Campaign organizers in both major parties benefit by pointing out how the other party keeps spending more money, as a way to encourage even more donations.
It also seems like a negative incentive to pass certain laws. "We need money for the next campaign so we can work on $TOPIC" might be a good fundraiser, so if those laws are passed then the funding stops ... or even switches to the other party.
Which party is working on strict campaign donation limits, which in this post-Citizens United era we know requires a constitutional amendment, or an overturn by the Supreme Court. Certainly not the Republicans, as Vance is asking the Supreme Court to strike down limits on political donations precisely because PACs are now so powerful. Nor do I see active engagement by the Democrats.
> Globalisation, only works for the biggest players and sharpers
That's just not true. Many small businesses sell their products worldwide via online marketplaces. Have you downloaded software from another country? Bought something on Alibaba?
> once it picks up speed, will be a good thing for comunitys worldwide
How about the people in those communities paying higher prices for worse goods - the extra money going into the pockets of large domestic corporations.
It is eye opening to see people so casually speak of American "rulers". Not politicians. Not business leaders. Rulers. That's new.
At the same time, the Trump administration has taken issue with the independence of judiciary branch. When a judge ruled against one of their deportations, the executive branch ignored the ruling and argued that the judicial branch is subordinate. i.e. The king is above the law. So far, there have been no consequences. This is, quite literally, rule of a sort that hasn't been enjoyed by European monarchs since people became serious about enforcing the Magna Carta.
For the moment, Trump is ruling as an absolute monarch. It remains to be seen if there will be a response to assert the supremacy of law and the independence of the judiciary branch, or if the Republican controlled congress will assert it's right to control economic policy. If the law is not enforced, then Americans have a de facto king. Institutions do not defend themselves. People do.
Is it really that pejorative ?
Does the author not know other nations have been engaged in charging tariffs for a very long time?
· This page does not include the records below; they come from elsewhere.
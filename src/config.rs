//! Store configuration.
//!
//! Defaults are suitable for a local SQLite file; every field can be
//! overridden from the environment with the `REVIEW_ASSIGN_` prefix.

use crate::error::AppError;
use serde::{Deserialize, Serialize};
use std::path::PathBuf;
use std::str::FromStr;

/// Prefix shared by all environment overrides.
const ENV_PREFIX: &str = "REVIEW_ASSIGN_";

/// Connection and pool settings for the backing store.
#[derive(Debug, Clone, PartialEq, Eq, Serialize, Deserialize)]
#[serde(default)]
pub struct StoreConfig {
    /// Path to the SQLite database file.
    pub db_path: PathBuf,

    /// Upper bound on pooled connections.
    pub max_connections: u32,

    /// Connections kept warm.
    pub min_connections: u32,

    /// How long to wait for a free pooled connection.
    pub acquire_timeout_secs: u64,

    /// How long a writer waits for the database lock before failing.
    pub busy_timeout_secs: u64,
}

impl Default for StoreConfig {
    fn default() -> Self {
        Self {
            db_path: PathBuf::from("review-assign.db"),
            max_connections: 5,
            min_connections: 1,
            acquire_timeout_secs: 10,
            busy_timeout_secs: 30,
        }
    }
}

impl StoreConfig {
    /// Defaults pointed at a specific database file.
    pub fn for_path(db_path: impl Into<PathBuf>) -> Self {
        Self {
            db_path: db_path.into(),
            ..Self::default()
        }
    }

    /// Load the defaults with environment overrides applied.
    pub fn from_env() -> Result<Self, AppError> {
        Self::from_lookup(|key| std::env::var(key).ok())
    }

    /// Apply overrides from an arbitrary key lookup.
    fn from_lookup(lookup: impl Fn(&str) -> Option<String>) -> Result<Self, AppError> {
        let mut config = Self::default();

        if let Some(path) = lookup(&env_key("DB_PATH")) {
            config.db_path = PathBuf::from(path);
        }
        if let Some(value) = parse_var(&lookup, "MAX_CONNECTIONS")? {
            config.max_connections = value;
        }
        if let Some(value) = parse_var(&lookup, "MIN_CONNECTIONS")? {
            config.min_connections = value;
        }
        if let Some(value) = parse_var(&lookup, "ACQUIRE_TIMEOUT_SECS")? {
            config.acquire_timeout_secs = value;
        }
        if let Some(value) = parse_var(&lookup, "BUSY_TIMEOUT_SECS")? {
            config.busy_timeout_secs = value;
        }

        config.validate()?;
        Ok(config)
    }

    /// Reject settings the pool cannot honour.
    pub fn validate(&self) -> Result<(), AppError> {
        if self.max_connections == 0 {
            return Err(AppError::invalid_input_field(
                "must be at least 1",
                env_key("MAX_CONNECTIONS"),
            ));
        }
        if self.min_connections > self.max_connections {
            return Err(AppError::invalid_input_field(
                "must not exceed max_connections",
                env_key("MIN_CONNECTIONS"),
            ));
        }
        Ok(())
    }
}

fn env_key(name: &str) -> String {
    format!("{}{}", ENV_PREFIX, name)
}

fn parse_var<T: FromStr>(
    lookup: &impl Fn(&str) -> Option<String>,
    name: &str,
) -> Result<Option<T>, AppError> {
    let key = env_key(name);
    match lookup(&key) {
        Some(raw) => raw
            .trim()
            .parse()
            .map(Some)
            .map_err(|_| AppError::invalid_input_field(format!("cannot parse '{}'", raw), key)),
        None => Ok(None),
    }
}
//! Business logic services.
//!
//! Services own the domain rules and run them against the store through the
//! `db` gateway. They hold no mutable in-process state, so one [`Services`]
//! value can be shared by any number of concurrent tasks.

pub mod pull_request;
pub mod stats;
pub mod team;
pub mod user;

pub use pull_request::{PullRequestService, Reassignment, MAX_REVIEWERS};
pub use stats::{PullRequestReviewerStat, StatsService, UserAssignmentStat};
pub use team::TeamService;
pub use user::UserService;

use crate::config::StoreConfig;
use crate::db::pool::DbPool;
use crate::db::transaction::Transactor;
use crate::error::AppError;

/// All services wired over one connection pool.
#[derive(Debug, Clone)]
pub struct Services {
    pub pull_requests: PullRequestService,
    pub teams: TeamService,
    pub users: UserService,
    pub stats: StatsService,
}

impl Services {
    pub fn new(pool: DbPool) -> Self {
        let transactor = Transactor::new(pool.clone());

        Self {
            pull_requests: PullRequestService::new(pool.clone(), transactor.clone()),
            teams: TeamService::new(pool.clone(), transactor),
            users: UserService::new(pool.clone()),
            stats: StatsService::new(pool),
        }
    }

    /// Open (and migrate) the store described by `config`.
    pub async fn connect(config: &StoreConfig) -> Result<Self, AppError> {
        config.validate()?;
        let pool = crate::db::initialize_with(config).await?;
        log::info!("[db] Store ready at {}", config.db_path.display());
        Ok(Self::new(pool))
    }
}
//! Classification of store errors into domain errors.
//!
//! Gateway functions decide what a violated constraint *means* for the row
//! they were writing (a duplicate pull request id, a missing author); this
//! module only answers which kind of constraint failed.

use crate::error::AppError;

/// Constraint families the gateway maps to domain errors.
#[derive(Debug, Clone, Copy, PartialEq, Eq)]
pub enum Constraint {
    Unique,
    ForeignKey,
    Check,
}

/// Which constraint, if any, rejected the statement.
pub fn violated(err: &sqlx::Error) -> Option<Constraint> {
    let db_err = err.as_database_error()?;
    if db_err.is_unique_violation() {
        Some(Constraint::Unique)
    } else if db_err.is_foreign_key_violation() {
        Some(Constraint::ForeignKey)
    } else if db_err.is_check_violation() {
        Some(Constraint::Check)
    } else {
        None
    }
}

/// Convert an unclassified store error into `Internal`.
///
/// The raw error is logged with the operation and entity id; callers only
/// see the operation context.
pub fn storage_error(operation: &'static str, id: &str, err: sqlx::Error) -> AppError {
    log::error!("[db] {} failed for '{}': {}", operation, id, err);
    AppError::internal_with_op(format!("store failure for '{}'", id), operation)
}

/// Map a write error: known constraints through `on_constraint`, the rest to `Internal`.
pub fn map_write_error(
    operation: &'static str,
    id: &str,
    err: sqlx::Error,
    on_constraint: impl FnOnce(Constraint) -> Option<AppError>,
) -> AppError {
    match violated(&err).and_then(on_constraint) {
        Some(mapped) => {
            log::debug!("[db] {} for '{}' rejected by constraint: {}", operation, id, err);
            mapped
        }
        None => storage_error(operation, id, err),
    }
}
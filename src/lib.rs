//! Review Assign - reviewer assignment and team membership engine.
//!
//! Pull requests get reviewers drawn at random from the author's team,
//! reviewers can be swapped for an eligible teammate, and teams are created
//! together with their members. All state lives in a SQLite store; every
//! multi-step operation runs as a single transaction on it.
//!
//! Entry points:
//! - [`services::Services`] for direct use of the engines
//! - [`commands`] for validated, authorization-checked calls

pub mod auth;
pub mod commands;
pub mod config;
pub mod db;
pub mod error;
pub mod models;
pub mod selection;
pub mod services;

pub use auth::{Authorization, Identity};
pub use config::StoreConfig;
pub use error::AppError;
pub use services::Services;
And, unlike the US, none of them the envy of the world because of it. It is fascinating that the US has decided it wants to give up what it has to be become like them. It is akin to watching a supermodel get surgery to make themselves uglier because everyone they saw around them wasn't nearly as beautiful as they were. Likewise, we no doubt would come up with some kind of catchphrase to recognize that surprising event.